Una puntata veloce su Prodi, o meglio ancora sul suo catastrofico governo: una delle perle meno citate della collana di disgrazie che i due anni scorsi ci hanno portato, e' la nomina di Fassino a inviato dell'Unione Europea per il Myanmar, cioe' la Birmania. Leggete cosa riferisce Asia News:
La “diplomazia del megafono” portata avanti dall’inviato Ue per il Myanmar, Piero Fassino, nasconde solo la “necessità di crearsi un’immagine di reale impegno” volta a “giustificare il suo ruolo come rappresentante dell’Unione”. È la dura critica contenuta nel lungo editoriale pubblicato ieri da Mizzima News, agenzia vicina all’opposizione birmana; l’articolo rivela la frustrazione della popolazione e degli esperti locali, stanchi di sentire solo proclami e vedere solo conferenze stampa di intenti al termine delle varie missioni di Onu e Ue nell’area.

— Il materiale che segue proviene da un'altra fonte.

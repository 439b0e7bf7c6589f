//! Serializable least-recently-used chain of URLs.
//!
//! A doubly linked list whose nodes name their neighbours by URL instead of
//! holding references, so the whole chain is plain data that can be written
//! to the ledger after every mutation and read back after a restart.
//!
//! ```text
//!   head ──► /c ◄──► /b ◄──► /a ◄── tail
//!   (most recently used)      (least recently used)
//! ```

use std::collections::{HashMap, HashSet};

use serde::{Deserialize, Serialize};

/// A node in the chain.
#[derive(Debug, Clone, PartialEq, Eq, Serialize, Deserialize)]
pub struct EvictionNode {
    /// The URL tracked by this node.
    pub url: String,

    /// The more recently used neighbour, or `None` for the head.
    pub previous: Option<String>,

    /// The less recently used neighbour, or `None` for the tail.
    pub next: Option<String>,
}

/// Persisted state of an entire chain.
#[derive(Debug, Clone, Default, PartialEq, Eq, Serialize, Deserialize)]
pub struct EvictionChainState {
    pub head: Option<String>,
    pub tail: Option<String>,
    pub nodes: HashMap<String, EvictionNode>,
    pub count: usize,
}

/// Owns an `EvictionChainState` and keeps it consistent across mutations.
///
/// All operations are synchronous; persisting the state is up to the owner.
#[derive(Debug, Clone, Default)]
pub struct EvictionChain {
    state: EvictionChainState,
}

impl EvictionChain {
    pub fn new() -> Self {
        Self::default()
    }

    /// Rebuild a chain from persisted state.
    ///
    /// Returns `None` if the state breaks a chain invariant (orphans, cycles,
    /// a stale count); the caller starts over with an empty chain.
    pub fn from_state(state: EvictionChainState) -> Option<Self> {
        let chain = Self { state };
        chain.is_consistent().then_some(chain)
    }

    pub fn state(&self) -> &EvictionChainState {
        &self.state
    }

    /// The current count of URLs in the chain.
    pub fn size(&self) -> usize {
        self.state.count
    }

    pub fn is_empty(&self) -> bool {
        self.state.count == 0
    }

    pub fn contains(&self, url: &str) -> bool {
        self.state.nodes.contains_key(url)
    }

    pub fn head(&self) -> Option<&str> {
        self.state.head.as_deref()
    }

    pub fn tail(&self) -> Option<&str> {
        self.state.tail.as_deref()
    }

    /// Iterate from most to least recently used.
    pub fn iter(&self) -> Iter<'_> {
        Iter { nodes: &self.state.nodes, cursor: self.state.head.as_deref(), remaining: self.state.count }
    }

    /// Mark `url` as the most recently used, inserting it if untracked.
    pub fn accessed(&mut self, url: &str) {
        if self.state.head.as_deref() == Some(url) {
            return;
        }

        // Promotion of a tracked URL is an excise followed by a head insert;
        // the count drops in `remove` and comes back below.
        self.remove(url);

        let old_head = self.state.head.replace(url.to_string());
        if let Some(node) = old_head.as_deref().and_then(|h| self.state.nodes.get_mut(h)) {
            node.previous = Some(url.to_string());
        }
        if self.state.tail.is_none() {
            self.state.tail = Some(url.to_string());
        }

        self.state
            .nodes
            .insert(url.to_string(), EvictionNode { url: url.to_string(), previous: None, next: old_head });
        self.state.count += 1;
    }

    /// Excise `url` from the chain. Returns false if it was not tracked.
    pub fn remove(&mut self, url: &str) -> bool {
        let Some(node) = self.state.nodes.remove(url) else {
            return false;
        };

        match node.previous.as_deref() {
            Some(prev) => {
                if let Some(prev_node) = self.state.nodes.get_mut(prev) {
                    prev_node.next = node.next.clone();
                }
            }
            None => self.state.head = node.next.clone(),
        }

        match node.next.as_deref() {
            Some(next) => {
                if let Some(next_node) = self.state.nodes.get_mut(next) {
                    next_node.previous = node.previous.clone();
                }
            }
            None => self.state.tail = node.previous.clone(),
        }

        self.state.count = self.state.count.saturating_sub(1);
        true
    }

    /// Remove and return the least recently used URL.
    pub fn pop(&mut self) -> Option<String> {
        let url = self.state.tail.clone()?;
        self.remove(&url);
        Some(url)
    }

    /// Check every structural invariant of the chain.
    pub fn is_consistent(&self) -> bool {
        let state = &self.state;
        if state.count != state.nodes.len() {
            return false;
        }
        if state.count == 0 {
            return state.head.is_none() && state.tail.is_none();
        }

        let mut seen = HashSet::with_capacity(state.count);
        let mut previous: Option<&str> = None;
        let mut cursor = state.head.as_deref();
        while let Some(url) = cursor {
            let Some(node) = state.nodes.get(url) else {
                return false;
            };
            if node.url != url || node.previous.as_deref() != previous || !seen.insert(url) {
                return false;
            }
            previous = Some(url);
            cursor = node.next.as_deref();
        }

        seen.len() == state.count && previous == state.tail.as_deref()
    }
}

/// Iterator over chain URLs, most recently used first.
pub struct Iter<'a> {
    nodes: &'a HashMap<String, EvictionNode>,
    cursor: Option<&'a str>,
    remaining: usize,
}

impl<'a> Iterator for Iter<'a> {
    type Item = &'a str;

    fn next(&mut self) -> Option<Self::Item> {
        if self.remaining == 0 {
            return None;
        }
        let node = self.nodes.get(self.cursor?)?;
        self.cursor = node.next.as_deref();
        self.remaining -= 1;
        Some(node.url.as_str())
    }
}
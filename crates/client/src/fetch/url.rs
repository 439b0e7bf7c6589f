//! URL canonicalization so equivalent spellings share one cache entry.
//!
//! The engine keys responses by the exact URL string, so the host surface
//! canonicalizes before routing a request to the groups.

use dyncache_core::Error;

#[derive(Debug, Clone, thiserror::Error)]
pub enum UrlError {
    #[error("empty URL")]
    Empty,

    #[error("unsupported scheme: {0}")]
    UnsupportedScheme(String),

    #[error("invalid URL: {0}")]
    InvalidUrl(String),
}

impl From<UrlError> for Error {
    fn from(err: UrlError) -> Self {
        Error::InvalidInput(err.to_string())
    }
}

/// Canonical form of `input`.
///
/// - surrounding whitespace trimmed, `https://` assumed when no scheme is given
/// - only `http` and `https` accepted
/// - host lowercased, default port and fragment dropped
/// - path and query kept byte for byte, so signed query strings still match
pub fn canonicalize(input: &str) -> Result<url::Url, UrlError> {
    let trimmed = input.trim();
    if trimmed.is_empty() {
        return Err(UrlError::Empty);
    }

    let with_scheme = if trimmed.contains("://") { trimmed.to_string() } else { format!("https://{trimmed}") };
    let mut parsed = url::Url::parse(&with_scheme).map_err(|e| UrlError::InvalidUrl(e.to_string()))?;

    if !matches!(parsed.scheme(), "http" | "https") {
        return Err(UrlError::UnsupportedScheme(parsed.scheme().to_string()));
    }
    if parsed.host_str().is_none() {
        return Err(UrlError::InvalidUrl(format!("missing host in {trimmed}")));
    }

    parsed.set_fragment(None);
    Ok(parsed)
}

/// Canonical URL as the string the cache is keyed by.
pub fn cache_url(input: &str) -> Result<String, Error> {
    Ok(canonicalize(input)?.into())
}
//! Lifetime extension for background cache work.
//!
//! Cache refreshes and late network writes finish after the caller already has
//! its response. They are spawned here rather than detached, so the host can
//! see how many are pending and wait for them before tearing down.

use std::future::Future;
use std::sync::{Mutex, MutexGuard};

use tokio::task::{JoinError, JoinSet};

/// Tracks background tasks that must complete before the host shuts down.
#[derive(Debug, Default)]
pub struct LifecycleContext {
    tasks: Mutex<JoinSet<()>>,
}

impl LifecycleContext {
    pub fn new() -> Self {
        Self::default()
    }

    fn tasks(&self) -> MutexGuard<'_, JoinSet<()>> {
        self.tasks.lock().unwrap_or_else(|poisoned| poisoned.into_inner())
    }

    /// Spawn `task` and keep the context alive until it settles.
    ///
    /// Tasks that already finished are reaped first, so a long-lived context
    /// only holds work still in flight. Must be called from within a tokio
    /// runtime.
    pub fn wait_until<F>(&self, task: F)
    where
        F: Future<Output = ()> + Send + 'static,
    {
        let mut tasks = self.tasks();
        while let Some(result) = tasks.try_join_next() {
            log_failure(result);
        }
        tasks.spawn(task);
    }

    /// Number of registered tasks that have not been reaped yet.
    pub fn pending(&self) -> usize {
        self.tasks().len()
    }

    /// Wait for every registered task, including ones registered while waiting.
    pub async fn settle(&self) {
        loop {
            let mut batch = std::mem::take(&mut *self.tasks());
            if batch.is_empty() {
                return;
            }
            while let Some(result) = batch.join_next().await {
                log_failure(result);
            }
        }
    }
}

fn log_failure(result: Result<(), JoinError>) {
    if let Err(e) = result {
        tracing::warn!(error = %e, "background cache task failed");
    }
}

Quanto poco interessi la crisi birmana ai governi europeo e italiano e' chiaramente indicato dalla designazione di Piero Fassino a inviato dell'Unione Europea in Birmania. In questo modo quello che dovrebbe essere l'impegno diplomatico in un settore delicatissimo e' ridotto a sinecura per pensionati. In effetti il problema c'e': il povero Fassino non lo vuole proprio nessuno: ha ceduto il partito, al governo non lo vogliono, cosa gli facciamo fare? Mandiamolo in un posto tranquillo, dove non fara' danni, la Birmania; come, la' c'e' una dittatura postcomunista ferocissima? Be', pazienza, problemi loro, a Piero non daranno fastidio. C'e' un vantaggio, essendo inviato dall'Unione Europea, la trasferta gliela paga la Commissione Europea.